First, some things do not change in a DevOps world. Fundamentally, the NOC is still tasked with maintaining high quality production networks and systems, detecting potential problems as soon as possible, triaging those problems to find root cause, and remediating problems as fast as they can.
However, the NOC team will gain additional activities and support a broader interlock beyond just the production environment, especially as networking becomes more embedded in application delivery through capabilities like software-defined networks and cloud computing. They will work more closely with teams like app dev, SQA, pre-prod and release; they will provide input to design and development; and they will contribute earlier in the software cycle. This is the logical outcome of a DevOps approach that emphasizes the need to work more collaboratively across the entire end-to-end SDLC.

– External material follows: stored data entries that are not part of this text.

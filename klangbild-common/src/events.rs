//! Event types for the Klangbild event system
//!
//! Transaction lifecycle changes are broadcast on an [`EventBus`] and
//! serialized for SSE transmission.

use chrono::{DateTime, Utc};
use serde::{Deserialize, Serialize};
use tokio::sync::broadcast;
use uuid::Uuid;

use crate::StatusCode;

/// Klangbild event types
#[derive(Debug, Clone, Serialize, Deserialize)]
#[serde(tag = "type")]
pub enum KlangbildEvent {
    /// A transaction was created from a submitted image
    TransactionCreated {
        transaction_id: Uuid,
        /// True when the remote text-to-image backend was selected
        remote_variant: bool,
        timestamp: DateTime<Utc>,
    },

    /// Main pipeline status changed
    StatusChanged {
        transaction_id: Uuid,
        old_status: StatusCode,
        new_status: StatusCode,
        timestamp: DateTime<Utc>,
    },

    /// Secondary (audio) pipeline status changed
    ///
    /// `old_status` is `None` when the audio stage is first scheduled.
    MusicStatusChanged {
        transaction_id: Uuid,
        old_status: Option<StatusCode>,
        new_status: StatusCode,
        timestamp: DateTime<Utc>,
    },
}

impl KlangbildEvent {
    /// Event name used as the SSE `event:` field
    pub fn event_type(&self) -> &'static str {
        match self {
            KlangbildEvent::TransactionCreated { .. } => "TransactionCreated",
            KlangbildEvent::StatusChanged { .. } => "StatusChanged",
            KlangbildEvent::MusicStatusChanged { .. } => "MusicStatusChanged",
        }
    }

    /// Transaction this event belongs to
    pub fn transaction_id(&self) -> Uuid {
        match self {
            KlangbildEvent::TransactionCreated { transaction_id, .. }
            | KlangbildEvent::StatusChanged { transaction_id, .. }
            | KlangbildEvent::MusicStatusChanged { transaction_id, .. } => *transaction_id,
        }
    }
}

/// Broadcast bus for [`KlangbildEvent`]s
///
/// Cloning the bus yields another handle to the same channel.
#[derive(Clone)]
pub struct EventBus {
    tx: broadcast::Sender<KlangbildEvent>,
    capacity: usize,
}

impl EventBus {
    /// Creates a new EventBus with specified channel capacity
    ///
    /// `capacity` is the number of events buffered per subscriber before the
    /// oldest are dropped for slow receivers. Zero is raised to one.
    ///
    /// ```
    /// use klangbild_common::events::EventBus;
    ///
    /// let event_bus = EventBus::new(100);
    /// assert_eq!(event_bus.capacity(), 100);
    /// ```
    pub fn new(capacity: usize) -> Self {
        let capacity = capacity.max(1);
        let (tx, _) = broadcast::channel(capacity);
        Self { tx, capacity }
    }

    /// Subscribe to all future events
    ///
    /// Events emitted before subscription are not received.
    pub fn subscribe(&self) -> broadcast::Receiver<KlangbildEvent> {
        self.tx.subscribe()
    }

    /// Emit an event, ignoring if no subscribers are listening
    pub fn emit_lossy(&self, event: KlangbildEvent) {
        let _ = self.tx.send(event);
    }

    /// Get the configured channel capacity
    pub fn capacity(&self) -> usize {
        self.capacity
    }
}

So you should consider bringing these network specialists into:
- development planning, to help architects and engineers to build applications with operable networking by design, including software-defined networks that help make a truly idempotent application
- testing and QA, so they can provide engineers and SQA teams with tests and analysis that accurately reflect the reality of the prod network, rather than leaving network testing to after production deployment
- dev/test support (where they may already be acting), to ensure that the environments that dev/test rely on to create new capabilities are just as stable and reliable as the systems they will eventually be deployed to
- release and deployment, to ensure they have input into determining and defining ‘known good values’ for production monitoring and for problem diagnosis, triage, and escalation – before release, not just after
- expanding interoperability and self-service, by exposing ‘known-good’ deployment, triage, and (re-)configuration capabilities as automated software-defined processes (or APIs) that dev/test can use without opening a new service ticket
- a broader role in ensuring the end-to-end quality of the network, alongside traditional operations/infrastructure support as part of a new role commonly referred to as a ‘Site Reliability Engineer’ (SRE)
Because DevOps is about improving collaboration, remember too that you should also bring dev, test, QA, etc. into the NOC, and even rotate them onto support, so they have an understanding of the core operations of a production network, how their code acts in a real environment, and how their work affects other teams. This will help to build the empathy between teams that is a core tenet of DevOps.
You may be concerned that asking your NOC to work more upstream is adding a load of work to those teams that they didn’t have before. That may be true, but a significant outcome of Enterprise DevOps in practice is to reduce the ‘busy work’ of such teams, free them up to do more ‘smart work’, and to do it earlier in the software lifecycle.
For example, recent research has shown that DevOps is correlated with improving the quality of applications (especially before they hit production), reducing the amount of time and effort the NOC team spends on problem detection, triage, and remediation. In fact, in this research, ‘reduction in time spent fixing and maintaining applications’ is one of the strongest outcomes, with an average 21% reduction in this metric.
Similarly, standardizing on known-good processes, APIs, configurations etc., and enabling other teams to employ self-service and software-defined networking capabilities will allow the NOC team to spend less time on routine responses to things like servicing provisioning and configuration tickets.
I cannot guarantee they will not be a zero-sum game, especially in the short-term, but over time a DevOps approach should actually spare workload from the NOC team, freeing them up to ‘shift left,’ moving their talents earlier in the SDLC, as they communicate, collaborate, and integrate more closely with upstream teams like dev, test and QA.